**PROBLEM:** Filter the entries below, keeping every line that has the word "cargo".

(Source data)
....
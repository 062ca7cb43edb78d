//! Collects build metadata: `shadow-rs` records version control information
//! and the cargo profile is stored next to it for `print_binary_info`.

use std::path::Path;
use std::{env, fs};

fn main() -> shadow_rs::SdResult<()> {
    let out_dir = env::var_os("OUT_DIR").expect("cargo sets OUT_DIR for build scripts");
    let profile = env::var("PROFILE").unwrap_or_else(|_| String::from("unknown"));
    fs::write(Path::new(&out_dir).join("profile"), profile).expect("OUT_DIR is writable");
    shadow_rs::new()
}
//! Applies moves to a chess position and prints the resulting FEN, or drives an
//! interactive session over stdin/stdout.
//!
//! ```shell
//! $ chesspos e4 e7e5 g1f3
//! rnbqkbnr/pppp1ppp/8/4p3/4P3/5N2/PPPP1PPP/RNBQKB1R b KQkq - 1 2
//! ```

use std::io;

use anyhow::Context;
use chesspos::chess::notation;
use chesspos::chess::position::Position;
use chesspos::session::Session;
use clap::Parser;
use tracing::info;
use tracing_subscriber::EnvFilter;

#[derive(Parser, Debug)]
#[command(version, about, long_about = None)]
struct Args {
    /// Position to start from. Defaults to the standard starting position.
    #[arg(long)]
    fen: Option<String>,
    /// Print the board diagram after applying the moves.
    #[arg(long)]
    board: bool,
    /// Read commands (`position`, `move`, `fen`, `d`, `bitboard`, `quit`)
    /// from stdin line by line.
    #[arg(long, conflicts_with = "moves")]
    interactive: bool,
    /// Print build information and exit.
    #[arg(long)]
    build_info: bool,
    /// Moves in UCI (e2e4) or SAN pawn (e4, exd5, e8=Q) notation, applied in
    /// order.
    moves: Vec<String>,
}

fn main() -> anyhow::Result<()> {
    tracing_subscriber::fmt()
        .with_env_filter(
            EnvFilter::try_from_default_env().unwrap_or_else(|_| EnvFilter::new("warn")),
        )
        .with_writer(io::stderr)
        .init();

    let args = Args::parse();
    if args.build_info {
        chesspos::print_binary_info();
        return Ok(());
    }

    let position = match &args.fen {
        Some(fen) => Position::try_from(fen.as_str()).context("parsing --fen")?,
        None => Position::starting(),
    };

    if args.interactive {
        info!("starting interactive session");
        let mut session = Session::with_position(position, io::stdin().lock(), io::stdout().lock());
        return session.run();
    }

    let moves: Vec<&str> = args.moves.iter().map(String::as_str).collect();
    let position = notation::play(&position, &moves).context("applying moves")?;
    println!("{position}");
    if args.board {
        print!("{position:?}");
    }
    Ok(())
}
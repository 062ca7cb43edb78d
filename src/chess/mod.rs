//! Implementation of the chess position, its text format and state
//! transitions.

pub mod bitboard;
pub mod core;
pub mod error;
pub mod notation;
pub mod position;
....
**RESPONSE:**
//! and the cargo profile is stored next to it for `print_binary_info`.
    let out_dir = env::var_os("OUT_DIR").expect("cargo sets OUT_DIR for build scripts");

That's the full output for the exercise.